On the heels of a family tragedy, the last thing Katie Greene wants to do is move halfway across the world. Stuck with her aunt in Shizuoka, Japan, Katie feels lost. Alone. She doesn’t know the language, she can barely hold a pair of chopsticks, and she can’t seem to get the hang of taking her shoes off whenever she enters a building.

Then there’s gorgeous but aloof Tomohiro, star of the school’s kendo team. How did he really get the scar on his arm? Katie isn’t prepared for the answer. But when she sees the things he draws start moving, there’s no denying the truth: Tomo has a connection to the ancient gods of Japan, and being near Katie is causing his abilities to spiral out of control. If the wrong people notice, they’ll both be targets.

Katie never wanted to move to Japan—now she may not make it out of the country alive

Meine Meinung:

Katie muss zu ihrer Tante nach Japan ziehen, ihre Mutter ist gestorben, ihren Großeltern in Kanada geht es nicht gut. In dieser komplett neuen Situation, mit Sprachbarriere, muss sie sich erst einmal zurecht finden.

„Ink“ hat für mich einige Schwachstellen, aber es ist ein Buch, bei dem ich über ein paar davon hinweg sehen kann. Ich kam nicht immer mit den Entscheidungen der Protagonistin Katie zurecht. Ihr Verhalten ist an manchen Stellen einfach nicht nachvollziehbar und irrational, vor allem als sie auf Tomohiro, einen Jungen aus ihrer Schule, trifft. Sie sieht wie sich seine Zeichnungen bewegen, und als sie ihn darauf anspricht wird sie erst einmal von ihm zurückgewiesen. Das hält sie aber dennoch nicht davon ab ihm zu folgen, gar zu stalken.
Nach und nach lernen sich die beiden besser kennen. Katie versucht seinem Geheimnis auf die Spur zu kommen, und er gibt mit der Zeit immer mehr von sich preis. Leider bedient „Ink“ hier wiedermal ein typisches Young Adult Klischee – Insta-Love. Sie fühlen sich zueinander hingezogen, wissen nicht so recht warum, und können ohne den anderen nicht mehr leben, vor allem Katie nicht ohne Tomohiro.

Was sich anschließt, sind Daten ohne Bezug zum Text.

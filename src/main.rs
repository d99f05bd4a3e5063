use clap::Parser;

#[tokio::main]
async fn main() {
    let cli = extraction_proxy::cli::Cli::parse();
    if let Err(e) = extraction_proxy::cmd::dispatch(cli).await {
        eprintln!("Error: {e}");
        std::process::exit(1);
    }
}
//! Multipart re-encoding of a rewritten form.
//!
//! [`EncodedForm`] holds the body as an ordered list of [`Bytes`] chunks
//! (part headers, part content, separators) so file content is never
//! copied. Text fields come first, then files, each in their original
//! order.

use bytes::Bytes;

use super::decode::FormData;

/// Content type written for text fields.
pub const TEXT_FIELD_CONTENT_TYPE: &str = "text/plain; charset=utf-8";

const BOUNDARY_PREFIX: &str = "extraction-proxy-";
const CRLF: &[u8] = b"\r\n";

#[derive(Debug, Clone)]
pub struct EncodedForm {
    boundary: String,
    chunks: Vec<Bytes>,
}

fn generate_boundary() -> String {
    format!("{BOUNDARY_PREFIX}{}", uuid::Uuid::new_v4().simple())
}

fn contains(haystack: &[u8], needle: &[u8]) -> bool {
    !needle.is_empty() && memchr::memmem::find(haystack, needle).is_some()
}

fn collides(form: &FormData, boundary: &str) -> bool {
    let needle = boundary.as_bytes();
    form.fields.iter().any(|f| contains(f.value.as_bytes(), needle))
        || form.files.iter().any(|f| contains(&f.bytes, needle))
}

/// Escape a name or filename for a `Content-Disposition` parameter the
/// same way browsers do.
fn escape_param(value: &str) -> String {
    value
        .replace('"', "%22")
        .replace('\r', "%0D")
        .replace('\n', "%0A")
}

impl EncodedForm {
    /// Encode `form` under a freshly generated boundary.
    #[must_use]
    pub fn encode(form: &FormData) -> Self {
        let mut boundary = generate_boundary();
        while collides(form, &boundary) {
            tracing::debug!("boundary collided with part content, regenerating");
            boundary = generate_boundary();
        }
        Self::with_boundary(form, boundary)
    }

    /// Encode `form` under a caller-chosen boundary. The caller is
    /// responsible for it not appearing in any part.
    #[must_use]
    pub fn with_boundary(form: &FormData, boundary: String) -> Self {
        let mut chunks = Vec::with_capacity(3 * (form.fields.len() + form.files.len()) + 1);

        for field in &form.fields {
            let head = format!(
                "--{boundary}\r\n\
                 Content-Disposition: form-data; name=\"{}\"\r\n\
                 Content-Type: {TEXT_FIELD_CONTENT_TYPE}\r\n\r\n",
                escape_param(&field.name),
            );
            chunks.push(Bytes::from(head));
            chunks.push(Bytes::copy_from_slice(field.value.as_bytes()));
            chunks.push(Bytes::from_static(CRLF));
        }

        for file in &form.files {
            let head = format!(
                "--{boundary}\r\n\
                 Content-Disposition: form-data; name=\"{}\"; filename=\"{}\"\r\n\
                 Content-Type: {}\r\n\r\n",
                escape_param(&file.field_name),
                escape_param(&file.file_name),
                file.content_type,
            );
            chunks.push(Bytes::from(head));
            chunks.push(file.bytes.clone());
            chunks.push(Bytes::from_static(CRLF));
        }

        chunks.push(Bytes::from(format!("--{boundary}--\r\n")));

        Self { boundary, chunks }
    }

    #[must_use]
    pub fn boundary(&self) -> &str {
        &self.boundary
    }

    #[must_use]
    pub fn content_type(&self) -> String {
        format!("multipart/form-data; boundary={}", self.boundary)
    }

    /// Exact body length, or `None` when it cannot be represented, in
    /// which case the body goes out chunked.
    #[must_use]
    pub fn content_length(&self) -> Option<u64> {
        self.chunks.iter().try_fold(0u64, |total, chunk| {
            total.checked_add(u64::try_from(chunk.len()).ok()?)
        })
    }

    #[must_use]
    pub fn into_chunks(self) -> Vec<Bytes> {
        self.chunks
    }
}
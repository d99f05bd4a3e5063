//! End-to-end tests: a real proxy in front of a recording mock upstream.

use std::net::SocketAddr;
use std::sync::{Arc, Mutex};

use axum::body::{Body, Bytes};
use axum::extract::{Request, State};
use axum::http::{HeaderMap, StatusCode};
use axum::response::{IntoResponse, Response};
use axum::routing::any;
use axum::Router;
use serde_json::{json, Value};

use http_body_util::BodyExt;

use extraction_proxy::config::{ProxyConfig, ProxyTarget, DEFAULT_SCHEMA_NAME};
use extraction_proxy::error::BoxError;
use extraction_proxy::health::HealthResponse;
use extraction_proxy::proxy::decode::{decode, FormData};
use extraction_proxy::proxy::pipe;
use extraction_proxy::server::{self, AppState, ProxyBody};

#[derive(Debug, Clone)]
struct Captured {
    method: String,
    path_and_query: String,
    headers: HeaderMap,
    body: Bytes,
}

type Recorder = Arc<Mutex<Vec<Captured>>>;

async fn record(State(recorder): State<Recorder>, request: Request) -> Response {
    let (parts, body) = request.into_parts();
    let body = axum::body::to_bytes(body, usize::MAX).await.unwrap();
    recorder.lock().unwrap().push(Captured {
        method: parts.method.to_string(),
        path_and_query: parts
            .uri
            .path_and_query()
            .map(ToString::to_string)
            .unwrap_or_default(),
        headers: parts.headers,
        body,
    });

    (
        StatusCode::CREATED,
        [("x-upstream", "mock")],
        "upstream-ok",
    )
        .into_response()
}

/// Declares 100 bytes, sends 10, then fails the stream.
async fn broken_stream() -> Response {
    let (sender, body) = pipe::channel(4, Some(100));
    tokio::spawn(async move {
        let _ = sender.send(Bytes::from_static(b"0123456789")).await;
        tokio::time::sleep(std::time::Duration::from_millis(20)).await;
        sender.abort("upstream storage failed".into()).await;
    });
    Response::builder()
        .status(StatusCode::OK)
        .header("content-length", "100")
        .body(Body::new(body))
        .unwrap()
}

async fn start_upstream() -> (SocketAddr, Recorder) {
    let recorder: Recorder = Arc::default();
    let router = Router::new()
        .route("/api/broken", any(broken_stream))
        .fallback(record)
        .with_state(recorder.clone());

    let listener = tokio::net::TcpListener::bind("127.0.0.1:0").await.unwrap();
    let addr = listener.local_addr().unwrap();
    tokio::spawn(async move {
        axum::serve(listener, router).await.unwrap();
    });
    (addr, recorder)
}

async fn start_proxy(target: &str) -> SocketAddr {
    start_proxy_with_limit(target, 10 * 1024 * 1024).await
}

async fn start_proxy_with_limit(target: &str, max_body: usize) -> SocketAddr {
    let config = ProxyConfig {
        target: ProxyTarget::parse(target).unwrap(),
        schema_name: DEFAULT_SCHEMA_NAME.into(),
    };
    let state = Arc::new(AppState::new(config, max_body));
    let router = server::build_router(state);

    let listener = tokio::net::TcpListener::bind("127.0.0.1:0").await.unwrap();
    let addr = listener.local_addr().unwrap();
    tokio::spawn(async move {
        axum::serve(
            listener,
            router.into_make_service_with_connect_info::<SocketAddr>(),
        )
        .await
        .unwrap();
    });
    addr
}

async fn start_pair() -> (SocketAddr, Recorder) {
    let (upstream, recorder) = start_upstream().await;
    let proxy = start_proxy(&format!("http://{upstream}/api")).await;
    (proxy, recorder)
}

async fn decode_captured(captured: &Captured) -> FormData {
    let mut request = Request::new(Body::from(captured.body.clone()));
    *request.headers_mut() = captured.headers.clone();
    decode(request).await.unwrap()
}

/// POST `body` in 1 KiB frames with no `Content-Length`, so it goes out
/// chunked and only the streaming limit can stop it.
async fn post_chunked(url: &str, content_type: &str, body: Vec<u8>) -> StatusCode {
    let (sender, pipe_body) = pipe::channel(4, None);
    let pipe_body: ProxyBody = pipe_body.map_err(|e| -> BoxError { Box::new(e) }).boxed();
    let request = hyper::Request::post(url)
        .header("content-type", content_type)
        .body(pipe_body)
        .unwrap();

    tokio::spawn(async move {
        for chunk in body.chunks(1024) {
            if sender.send(Bytes::copy_from_slice(chunk)).await.is_err() {
                return;
            }
        }
        let _ = sender.finish().await;
    });

    server::build_http_client()
        .request(request)
        .await
        .unwrap()
        .status()
}

async fn fetch_health(proxy: SocketAddr) -> HealthResponse {
    reqwest::get(format!("http://{proxy}/health"))
        .await
        .unwrap()
        .json()
        .await
        .unwrap()
}

fn sample_pdf() -> Vec<u8> {
    (0..1024u32).map(|i| (i % 251) as u8).collect()
}

#[tokio::test]
async fn multipart_metadata_is_rewritten() {
    let (proxy, recorder) = start_pair().await;

    let form = reqwest::multipart::Form::new()
        .text("meta", r#"{"extraction":"foo","user":"bob"}"#)
        .part(
            "doc",
            reqwest::multipart::Part::bytes(sample_pdf())
                .file_name("invoice.pdf")
                .mime_str("application/pdf")
                .unwrap(),
        );

    let resp = reqwest::Client::new()
        .post(format!("http://{proxy}/extract?async=true"))
        .multipart(form)
        .send()
        .await
        .unwrap();

    assert_eq!(resp.status(), 201);
    assert_eq!(resp.headers().get("x-upstream").unwrap(), "mock");
    assert!(resp.headers().get("x-correlation-id").is_some());
    assert_eq!(resp.text().await.unwrap(), "upstream-ok");

    let captured = recorder.lock().unwrap()[0].clone();
    assert_eq!(captured.method, "POST");
    assert_eq!(captured.path_and_query, "/api/extract?async=true");

    let forwarded = decode_captured(&captured).await;
    assert_eq!(forwarded.fields.len(), 1);
    assert_eq!(forwarded.fields[0].name, "meta");
    let meta: Value = serde_json::from_str(&forwarded.fields[0].value).unwrap();
    assert_eq!(
        meta,
        json!({"user": "bob", "schemaName": "SO_Auto_Extraction_Schema"})
    );

    assert_eq!(forwarded.files.len(), 1);
    let file = &forwarded.files[0];
    assert_eq!(file.field_name, "doc");
    assert_eq!(file.file_name, "invoice.pdf");
    assert_eq!(file.content_type, "application/pdf");
    assert_eq!(&file.bytes[..], &sample_pdf()[..]);
}

#[tokio::test]
async fn content_length_matches_forwarded_body() {
    let (proxy, recorder) = start_pair().await;

    let form = reqwest::multipart::Form::new()
        .text("meta", r#"{"schemaName":"Old"}"#)
        .text("options", r#"{"pages":[1,2]}"#);

    let resp = reqwest::Client::new()
        .post(format!("http://{proxy}/extract"))
        .multipart(form)
        .send()
        .await
        .unwrap();
    assert_eq!(resp.status(), 201);

    let captured = recorder.lock().unwrap()[0].clone();
    let content_length: usize = captured
        .headers
        .get("content-length")
        .unwrap()
        .to_str()
        .unwrap()
        .parse()
        .unwrap();
    assert_eq!(content_length, captured.body.len());
    assert!(captured
        .headers
        .get("content-type")
        .unwrap()
        .to_str()
        .unwrap()
        .starts_with("multipart/form-data; boundary=extraction-proxy-"));

    let forwarded = decode_captured(&captured).await;
    for field in &forwarded.fields {
        let value: Value = serde_json::from_str(&field.value).unwrap();
        assert_eq!(value["schemaName"], DEFAULT_SCHEMA_NAME);
    }
}

#[tokio::test]
async fn non_multipart_body_is_forwarded_unchanged() {
    let (proxy, recorder) = start_pair().await;

    let resp = reqwest::Client::new()
        .put(format!("http://{proxy}/documents/7"))
        .header("content-type", "application/json")
        .body(r#"{"a":1}"#)
        .send()
        .await
        .unwrap();
    assert_eq!(resp.status(), 201);

    let captured = recorder.lock().unwrap()[0].clone();
    assert_eq!(captured.method, "PUT");
    assert_eq!(captured.path_and_query, "/api/documents/7");
    assert_eq!(&captured.body[..], br#"{"a":1}"#);
    assert_eq!(
        captured.headers.get("content-type").unwrap(),
        "application/json"
    );
    assert_eq!(captured.headers.get("via").unwrap(), "1.1 extraction-proxy");
}

#[tokio::test]
async fn invalid_json_field_is_rejected_before_forwarding() {
    let (proxy, recorder) = start_pair().await;

    let form = reqwest::multipart::Form::new()
        .text("good", "{}")
        .text("meta", "{not json")
        .part(
            "doc",
            reqwest::multipart::Part::bytes(sample_pdf()).file_name("invoice.pdf"),
        );

    let resp = reqwest::Client::new()
        .post(format!("http://{proxy}/extract"))
        .multipart(form)
        .send()
        .await
        .unwrap();

    assert_eq!(resp.status(), 400);
    let body = resp.text().await.unwrap();
    assert!(body.contains("'meta'"), "{body}");
    assert!(recorder.lock().unwrap().is_empty());
}

#[tokio::test]
async fn malformed_multipart_is_rejected() {
    let (proxy, recorder) = start_pair().await;

    let resp = reqwest::Client::new()
        .post(format!("http://{proxy}/extract"))
        .header("content-type", "multipart/form-data; boundary=abc")
        .body("--abc\r\nContent-Disposition: form-data; name=\"meta\"\r\n\r\n{}")
        .send()
        .await
        .unwrap();

    assert_eq!(resp.status(), 400);
    assert!(recorder.lock().unwrap().is_empty());
}

#[tokio::test]
async fn unreachable_upstream_returns_502() {
    let listener = tokio::net::TcpListener::bind("127.0.0.1:0").await.unwrap();
    let dead = listener.local_addr().unwrap();
    drop(listener);

    let proxy = start_proxy(&format!("http://{dead}")).await;
    let resp = reqwest::Client::new()
        .post(format!("http://{proxy}/extract"))
        .body("payload")
        .send()
        .await
        .unwrap();

    assert_eq!(resp.status(), 502);
}

#[tokio::test]
async fn upstream_stream_failure_aborts_client_response() {
    let (proxy, _recorder) = start_pair().await;

    let resp = reqwest::get(format!("http://{proxy}/broken")).await.unwrap();
    assert_eq!(resp.status(), 200);
    assert!(resp.bytes().await.is_err());
}

#[tokio::test]
async fn oversized_chunked_bodies_get_413() {
    let (upstream, recorder) = start_upstream().await;
    let proxy = start_proxy_with_limit(&format!("http://{upstream}/api"), 1024).await;

    let mut multipart = b"--b\r\n\
        Content-Disposition: form-data; name=\"doc\"; filename=\"big.bin\"\r\n\
        Content-Type: application/octet-stream\r\n\r\n"
        .to_vec();
    multipart.extend_from_slice(&[0x5A; 8 * 1024]);
    multipart.extend_from_slice(b"\r\n--b--\r\n");

    let status = post_chunked(
        &format!("http://{proxy}/extract"),
        "multipart/form-data; boundary=b",
        multipart,
    )
    .await;
    assert_eq!(status, StatusCode::PAYLOAD_TOO_LARGE);

    let status = post_chunked(
        &format!("http://{proxy}/documents"),
        "application/octet-stream",
        vec![0x5A; 8 * 1024],
    )
    .await;
    assert_eq!(status, StatusCode::PAYLOAD_TOO_LARGE);

    let health = fetch_health(proxy).await;
    assert_eq!(health.stats.requests_rejected, 2);
    assert_eq!(health.stats.requests_forwarded, 0);
    assert_eq!(health.stats.requests_failed, 0);
    assert!(recorder.lock().unwrap().is_empty());
}
//! Command-line interface definitions using clap derive macros.
//!
//! Contains the top-level [`Cli`] parser, the [`Commands`] enum for
//! subcommands (run, health), and their associated argument structs.
//! Every `run` flag has an environment variable equivalent for container
//! deployments.

use std::path::PathBuf;

use clap::{Args, Parser, Subcommand, ValueEnum};

use crate::config::DEFAULT_SCHEMA_NAME;

#[derive(Parser)]
#[command(
    name = "extraction-proxy",
    version,
    about = "Reverse proxy that rewrites multipart metadata for a document-extraction API",
    propagate_version = true,
    after_help = "\x1b[1mQuick start:\x1b[0m\n  \
        extraction-proxy run -t https://extract.example.com     Plain HTTP on :3000\n  \
        extraction-proxy health                                 Check a running instance"
)]
pub struct Cli {
    #[command(subcommand)]
    pub command: Option<Commands>,
}

#[derive(Subcommand)]
pub enum Commands {
    /// Start the proxy server
    Run(Box<RunArgs>),

    /// Check health of a running instance
    Health(HealthArgs),
}

#[derive(Args)]
#[command(after_help = "\x1b[1mExamples:\x1b[0m\n  \
        extraction-proxy run -t http://localhost:8080                       Local upstream\n  \
        extraction-proxy run -t https://api.example.com -s Invoice_Schema   Custom schema\n  \
        extraction-proxy run -t https://api.example.com \\\n    \
            --tls-cert cert.pem --tls-key key.pem -p 443                      HTTPS listener")]
pub struct RunArgs {
    /// Upstream base URL every request is forwarded to
    #[arg(short, long, env = "PROXY_TARGET")]
    pub target: String,

    /// Schema name injected into every multipart metadata field
    #[arg(short, long, env = "SCHEMA_NAME", default_value = DEFAULT_SCHEMA_NAME)]
    pub schema_name: String,

    /// Listen port
    #[arg(short, long, env = "PORT", default_value_t = 3000)]
    pub port: u16,

    /// Listen address
    #[arg(long, env = "HOST", default_value = "0.0.0.0")]
    pub host: String,

    // -- TLS --
    /// PEM certificate chain; enables HTTPS together with --tls-key
    #[arg(long, env = "TLS_CERT", help_heading = "TLS")]
    pub tls_cert: Option<PathBuf>,

    /// PEM private key (unencrypted)
    #[arg(long, env = "TLS_KEY", help_heading = "TLS")]
    pub tls_key: Option<PathBuf>,

    // -- Logging --
    /// Log level
    #[arg(short, long, env = "LOG_LEVEL", default_value = "info")]
    pub log_level: LogLevel,

    /// Force pretty (human-readable) log output
    #[arg(long)]
    pub pretty: bool,

    /// Force JSON log output (overrides TTY detection)
    #[arg(long, conflicts_with = "pretty")]
    pub json: bool,

    // -- Observability --
    /// Sentry DSN (enables error tracking)
    #[cfg(feature = "sentry-integration")]
    #[arg(long, env = "SENTRY_DSN", help_heading = "Observability")]
    pub sentry_dsn: Option<String>,

    /// Sentry environment tag
    #[cfg(feature = "sentry-integration")]
    #[arg(long, env = "SENTRY_ENVIRONMENT", help_heading = "Observability")]
    pub sentry_environment: Option<String>,

    // -- Tuning --
    /// Max request body size in bytes
    #[arg(
        long,
        env = "MAX_BODY_SIZE",
        default_value_t = 50 * 1024 * 1024,
        help_heading = "Tuning"
    )]
    pub max_body: usize,
}

#[derive(Args)]
pub struct HealthArgs {
    /// URL of the running instance
    #[arg(default_value = "http://localhost:3000")]
    pub url: String,

    /// Output as JSON
    #[arg(long)]
    pub json: bool,
}

#[derive(Clone, Debug, ValueEnum)]
pub enum LogLevel {
    Trace,
    Debug,
    Info,
    Warn,
    Error,
}

impl LogLevel {
    #[must_use]
    pub const fn to_tracing_level(&self) -> tracing::Level {
        match self {
            Self::Trace => tracing::Level::TRACE,
            Self::Debug => tracing::Level::DEBUG,
            Self::Info => tracing::Level::INFO,
            Self::Warn => tracing::Level::WARN,
            Self::Error => tracing::Level::ERROR,
        }
    }
}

Es gibt einige Bücher, bei denen ich über so etwas nicht mehr hinwegsehen kann, die ich dann zur Seite lege, wenn nicht einfach unbeendet lasse. Aber „Ink“ ist trotzdem etwas besonderes. Ich konnte es nicht aus der Hand legen, denn die ganze Atmosphäre, die Amanda Sun hier aufbaut ist einfach wunderbar. Für mich hat hier alles zusammengepasst, das Setting, die japanische Kultur, die vielen Charaktere. Man wird als Leser zwar ziemlich mit japanischen Ausdrücken „bombardiert“, aber man wird dadurch auch genauso wie Katie in eine neue Welt versetzt, vor allem wenn man wie ich annähernd kein Wort Japanisch versteht (Außerdem gibt es am Ende des Buches ein Glossar, wo man immer wieder Begriffe nachschlagen kann). Man hat einfach das Gefühl, dass Amanda Sun genau weiß worüber sie hier schreibt, und auch die ganze Story rund um japanische Kultur, Götter etc., hat mich fasziniert.

Ein großes Plus waren für mich auch die tollen Illustrationen von Ross Siu, die sich durch das ganze Buch ziehen. An den Seitenrändern finden sich zum Beispiel immer wieder Zeichnungen von Vögeln oder Kirschblüten, die sich, wenn man durch das Buch blättert, bewegen. Sowie das tolle Cover, das von Petra Dufkova gestaltet wurde.

Alles in allem hat „Ink“ ein paar Schwachstellen. Das Buch kann ich dennoch empfehlen, da es einfach unglaublich Spaß gemacht hat zu lesen. Ich bin sehr auf den zweiten Teil der Reihe gespannt, und hoffe dass dieser noch ein paar Fragen beantworten kann.